Abstract

Exosomes are produced by cells to mediate intercellular communication, and have been shown to perpetuate diseases, including cancer. New tools are needed to understand exosome biology, detect exosomes from specific cell types in complex biological media, and to modify exosomes. Our data demonstrate a cellular pathway whereby membrane-bound scavenger receptor type B-1 (SR-B1) in parent cells becomes incorporated into exosomes. We tailored synthetic HDL-like nanoparticles (HDL NP), high-affinity ligands for SR-B1, to carry a fluorescently labeled phospholipid. Data show SR-B1-dependent transfer of the fluorescent phospholipid from HDL NPs to exosomes. Modified exosomes are stable in serum and can be directly detected using flow cytometry. As proof-of-concept, human serum exosomes were found to express SR-B1, and HDL NPs can be used to label and isolate them.
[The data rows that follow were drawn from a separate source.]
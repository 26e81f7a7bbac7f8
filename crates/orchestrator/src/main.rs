//! Gridlock master binary.
//!
//! Usage:
//!   gridlock [options] <agent-binary>...
//!
//! Creates the shared segments, spawns the agents (and optionally an
//! observer), drives the game, and prints the final ranking.

use clap::Parser;
use orchestrator::{Cli, Config, Runner};
use std::sync::atomic::{AtomicBool, Ordering};
use std::sync::Arc;

fn main() -> anyhow::Result<()> {
    // Initialize logging
    tracing_subscriber::fmt()
        .with_env_filter(tracing_subscriber::EnvFilter::from_default_env())
        .with_writer(std::io::stderr)
        .init();

    let cfg = Config::from_cli(Cli::parse())?;
    let json = cfg.json;

    // Cooperative stop: observed at round boundaries and between turns.
    let stop = Arc::new(AtomicBool::new(false));
    {
        let stop = Arc::clone(&stop);
        ctrlc::set_handler(move || {
            stop.store(true, Ordering::SeqCst);
        })?;
    }

    let runner = Runner::new(cfg, stop)?;
    let summary = runner.run()?;

    if json {
        println!("{}", serde_json::to_string_pretty(&summary)?);
    } else {
        print!("{summary}");
    }
    Ok(())
}
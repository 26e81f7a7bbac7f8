//! Error types for Gridlock

use thiserror::Error;

/// General Gridlock error type
#[derive(Debug, Error)]
pub enum GridlockError {
    /// A shared-memory segment could not be created, attached, or mapped.
    ///
    /// Fatal to the calling process: nothing downstream can proceed without
    /// the segment, so there is no retry path.
    #[error("shared memory '{name}': {op} failed: {source}")]
    Shm {
        name: String,
        op: &'static str,
        source: std::io::Error,
    },

    /// A process-shared semaphore operation failed.
    #[error("semaphore {op} failed: {source}")]
    Sem {
        op: &'static str,
        source: std::io::Error,
    },

    /// A mapped segment is smaller than its declared contents.
    #[error("segment '{name}' truncated: {actual} bytes, expected at least {expected}")]
    SegmentTruncated {
        name: String,
        actual: usize,
        expected: usize,
    },

    /// Invalid run configuration.
    #[error("configuration error: {0}")]
    Config(String),

    /// A child process could not be spawned.
    #[error("failed to spawn '{path}': {source}")]
    Spawn {
        path: String,
        source: std::io::Error,
    },

    #[error("IO error: {0}")]
    Io(#[from] std::io::Error),
}

pub type Result<T> = std::result::Result<T, GridlockError>;
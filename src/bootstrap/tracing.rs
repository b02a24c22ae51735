//! Tracing configuration for docmat
//!
//! Logs go to stderr; stdout is reserved for machine-readable output
//! (notifications, paths).
//!
//! - **Development**: debug level for the pipeline crates
//! - **Production**: info level
//! - **Environment filter**: `RUST_LOG` overrides the defaults

use std::io;

use tracing_subscriber::{fmt, prelude::*, registry, EnvFilter};

/// Check if running in development environment
fn is_development() -> bool {
    cfg!(debug_assertions)
}

/// Build the default filter directives for tracing
fn build_filter_directives(is_dev: bool) -> Vec<String> {
    let pipeline_level = if is_dev { "debug" } else { "info" };
    vec![
        if is_dev { "info" } else { "warn" }.to_string(),
        format!("docmat={pipeline_level}"),
        format!("docmat_lib={pipeline_level}"),
        format!("dm_app={pipeline_level}"),
        format!("dm_core={pipeline_level}"),
        format!("dm_infra={pipeline_level}"),
        "reqwest=warn".to_string(),
        "hyper=warn".to_string(),
        "hyper_util=warn".to_string(),
        "rustls=warn".to_string(),
    ]
}

/// Initialize the tracing subscriber.
///
/// Call once, at the start of `main`.
///
/// ## Errors / 错误
///
/// Returns `Err` if a global subscriber is already registered.
pub fn init_tracing_subscriber() -> anyhow::Result<()> {
    let filter_directives = build_filter_directives(is_development());
    let env_filter = EnvFilter::try_from_default_env()
        .unwrap_or_else(|_| EnvFilter::new(filter_directives.join(",")));

    // "2025-01-15 10:30:45.123  INFO dm_app::usecases::export_document: message"
    let stderr_layer = fmt::layer()
        .with_timer(fmt::time::ChronoUtc::new(
            "%Y-%m-%d %H:%M:%S%.3f".to_string(),
        ))
        .with_level(true)
        .with_target(true)
        .with_ansi(cfg!(not(test)))
        .with_writer(io::stderr);

    registry().with(env_filter).with(stderr_layer).try_init()?;

    Ok(())
}
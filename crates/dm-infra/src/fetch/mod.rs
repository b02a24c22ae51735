mod http_asset_fetcher;

pub use http_asset_fetcher::HttpAssetFetcher;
Ultimately, we discovered a natural cellular pathway and nanoparticle-receptor pair that enables exosome modulation, detection, and isolation.

Highlights

  • A tailorable, synthetic ligand would identify a natural pathway of exosome production and a way to modulate exosome cargo

  • scavenger receptor type B-1 (SR-B1) is present in exosomes obtained from the serum of patients with melanoma, which allows for labeling and isolation of the exosomes using Rh-high-density lipoproteins (HDL) nanoparticle (HDL NP)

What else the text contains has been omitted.